I think separating sports into “men” and “women” categories is starting to feel as arbitrary as sorting athletes by height. Yes, men and women have physiological differences on average. What matters is that sports already manage physiological differences through structured rules: weight classes, reach limits, youth height brackets, and strict equipment regulations. If two fighters step into a boxing ring at the same weight, we already treat them as competitively comparable. So why can’t they compete regardless of gender? What exactly are we afraid of seeing?

For instance, why can’t we have a mixed soccer team of eleven players that includes both men and women? Teams already balance players based on speed, endurance, and technical skill. Gender is just another variable to manage, not a sacred line.

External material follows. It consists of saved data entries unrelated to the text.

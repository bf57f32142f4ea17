//! Stat quintuple - the value type every pipeline stage produces.
//!
//! A unit has exactly five stats, always listed in canonical order
//! `HP, Atk, Spd, Def, Res`. Every ordering rule (merge ranking, tie-breaks,
//! boon/bane inference) falls back to this order.

use core::ops::{Add, AddAssign, Neg, Sub};

/// One of the five unit stats.
#[derive(
    Clone,
    Copy,
    Debug,
    PartialEq,
    Eq,
    PartialOrd,
    Ord,
    Hash,
    strum::Display,
    strum::EnumString,
    strum::AsRefStr,
)]
#[cfg_attr(feature = "serde", derive(serde::Serialize, serde::Deserialize))]
#[strum(ascii_case_insensitive)]
pub enum Stat {
    #[strum(serialize = "HP")]
    #[cfg_attr(feature = "serde", serde(rename = "HP"))]
    Hp,
    Atk,
    Spd,
    Def,
    Res,
}

impl Stat {
    /// Canonical order, highest tie-break priority first.
    pub const ALL: [Stat; 5] = [Stat::Hp, Stat::Atk, Stat::Spd, Stat::Def, Stat::Res];

    pub const fn index(self) -> usize {
        match self {
            Stat::Hp => 0,
            Stat::Atk => 1,
            Stat::Spd => 2,
            Stat::Def => 3,
            Stat::Res => 4,
        }
    }

    /// Recognizes a stat keyword embedded in effect text or skill names.
    ///
    /// Matching is case-sensitive containment, so `"Atk"`, `"Attack"` and
    /// `"Atk_bonus"` all name Atk. HP is checked first.
    pub fn from_keyword(word: &str) -> Option<Stat> {
        if word.contains("HP") {
            Some(Stat::Hp)
        } else if word.contains("Atk") || word.contains("Attack") {
            Some(Stat::Atk)
        } else if word.contains("Spd") || word.contains("Speed") {
            Some(Stat::Spd)
        } else if word.contains("Def") {
            Some(Stat::Def)
        } else if word.contains("Res") {
            Some(Stat::Res)
        } else {
            None
        }
    }
}

/// Stat quintuple of signed integers.
///
/// Used both for absolute stats and for deltas; the aggregator only clamps
/// the final sum.
#[derive(Clone, Copy, Debug, Default, PartialEq, Eq, Hash)]
#[cfg_attr(feature = "serde", derive(serde::Serialize, serde::Deserialize))]
pub struct Stats {
    #[cfg_attr(feature = "serde", serde(rename = "HP", default))]
    pub hp: i32,
    #[cfg_attr(feature = "serde", serde(rename = "Atk", default))]
    pub atk: i32,
    #[cfg_attr(feature = "serde", serde(rename = "Spd", default))]
    pub spd: i32,
    #[cfg_attr(feature = "serde", serde(rename = "Def", default))]
    pub def: i32,
    #[cfg_attr(feature = "serde", serde(rename = "Res", default))]
    pub res: i32,
}

impl Stats {
    pub const ZERO: Stats = Stats::new(0, 0, 0, 0, 0);

    pub const fn new(hp: i32, atk: i32, spd: i32, def: i32, res: i32) -> Self {
        Self {
            hp,
            atk,
            spd,
            def,
            res,
        }
    }

    /// Builds a quintuple from a canonical-order array.
    pub const fn from_array(values: [i32; 5]) -> Self {
        Self::new(values[0], values[1], values[2], values[3], values[4])
    }

    pub const fn to_array(self) -> [i32; 5] {
        [self.hp, self.atk, self.spd, self.def, self.res]
    }

    /// A delta that touches a single stat.
    pub fn single(stat: Stat, amount: i32) -> Self {
        let mut stats = Self::ZERO;
        stats.add_stat(stat, amount);
        stats
    }

    /// The same amount on every listed stat.
    pub fn uniform(stats: &[Stat], amount: i32) -> Self {
        let mut delta = Self::ZERO;
        for &stat in stats {
            delta.add_stat(stat, amount);
        }
        delta
    }

    pub fn get(&self, stat: Stat) -> i32 {
        match stat {
            Stat::Hp => self.hp,
            Stat::Atk => self.atk,
            Stat::Spd => self.spd,
            Stat::Def => self.def,
            Stat::Res => self.res,
        }
    }

    pub fn get_mut(&mut self, stat: Stat) -> &mut i32 {
        match stat {
            Stat::Hp => &mut self.hp,
            Stat::Atk => &mut self.atk,
            Stat::Spd => &mut self.spd,
            Stat::Def => &mut self.def,
            Stat::Res => &mut self.res,
        }
    }

    pub fn set(&mut self, stat: Stat, value: i32) {
        *self.get_mut(stat) = value;
    }

    pub fn add_stat(&mut self, stat: Stat, amount: i32) {
        *self.get_mut(stat) += amount;
    }

    /// Iterates `(stat, value)` pairs in canonical order.
    pub fn iter(&self) -> impl Iterator<Item = (Stat, i32)> + '_ {
        Stat::ALL.into_iter().map(move |stat| (stat, self.get(stat)))
    }

    pub fn is_zero(&self) -> bool {
        *self == Self::ZERO
    }

    /// Floors every stat at zero.
    pub fn clamp_non_negative(self) -> Self {
        Self::from_array(self.to_array().map(|value| value.max(0)))
    }
}

impl Add for Stats {
    type Output = Stats;

    fn add(self, rhs: Stats) -> Stats {
        Stats::new(
            self.hp + rhs.hp,
            self.atk + rhs.atk,
            self.spd + rhs.spd,
            self.def + rhs.def,
            self.res + rhs.res,
        )
    }
}

impl AddAssign for Stats {
    fn add_assign(&mut self, rhs: Stats) {
        *self = *self + rhs;
    }
}

impl Sub for Stats {
    type Output = Stats;

    fn sub(self, rhs: Stats) -> Stats {
        self + (-rhs)
    }
}

impl Neg for Stats {
    type Output = Stats;

    fn neg(self) -> Stats {
        Stats::from_array(self.to_array().map(|value| -value))
    }
}

impl core::iter::Sum for Stats {
    fn sum<I: Iterator<Item = Stats>>(iter: I) -> Stats {
        iter.fold(Stats::ZERO, |acc, stats| acc + stats)
    }
}

#[cfg(test)]
mod tests {
    use super::*;
    use core::str::FromStr;

    #[test]
    fn keyword_recognition_accepts_long_forms() {
        assert_eq!(Stat::from_keyword("Attack"), Some(Stat::Atk));
        assert_eq!(Stat::from_keyword("Speed"), Some(Stat::Spd));
        assert_eq!(Stat::from_keyword("Defense"), Some(Stat::Def));
        assert_eq!(Stat::from_keyword("Resistance"), Some(Stat::Res));
        assert_eq!(Stat::from_keyword("HP"), Some(Stat::Hp));
        assert_eq!(Stat::from_keyword("atk"), None);
        assert_eq!(Stat::from_keyword("damage"), None);
    }

    #[test]
    fn stat_parses_case_insensitively() {
        assert_eq!(Stat::from_str("ATK").ok(), Some(Stat::Atk));
        assert_eq!(Stat::from_str("hp").ok(), Some(Stat::Hp));
        assert_eq!(Stat::Hp.to_string(), "HP");
        assert_eq!(Stat::Res.as_ref(), "Res");
    }

    #[test]
    fn clamp_only_floors_negative_values() {
        let stats = Stats::new(-3, 5, 0, -1, 2).clamp_non_negative();
        assert_eq!(stats, Stats::new(0, 5, 0, 0, 2));
    }

    #[test]
    fn arithmetic_is_per_stat() {
        let a = Stats::new(1, 2, 3, 4, 5);
        let b = Stats::single(Stat::Spd, 10);
        assert_eq!(a + b, Stats::new(1, 2, 13, 4, 5));
        assert_eq!(a - a, Stats::ZERO);
        assert_eq!([a, b].into_iter().sum::<Stats>().get(Stat::Spd), 13);
    }
}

History is filled with examples of divisions that looked justified at the time but later collapsed. In 1810, the first major interracial boxing match took place between Tom Molineaux, a formerly enslaved Black fighter, and Tom Cribb, the white English champion. People genuinely believed a Black man could not compete with a white champion. Molineaux nearly defeated him before an injury changed the outcome. That fight exposed how much of the separation was built on fear and tradition rather than fact.

There is a deeper reason we cling to gender-separated sports. Accepting equality in sports would be the first step in breaking the belief that men are in any way superior to women. It reminds me of a story I grew up hearing in Iran. A teacher asks a boy to recite the alphabet. He deliberately mispronounces the first letter. The teacher gets frustrated and asks why he is doing that. The boy says, “If you see I can say A, then you will want me to say B, then C, and you won’t stop.” The fear wasn’t the letter. The fear was everything that would follow once the first small truth was admitted.

Years from now, people will look back and wonder why we were so certain mixed competition was impossible when the structures for fairness already existed. The resistance isn’t about safety or logic. It is about what happens after we admit that “A” can be pronounced correctly. Once you allow that first truth, the rest of the alphabet becomes impossible to avoid.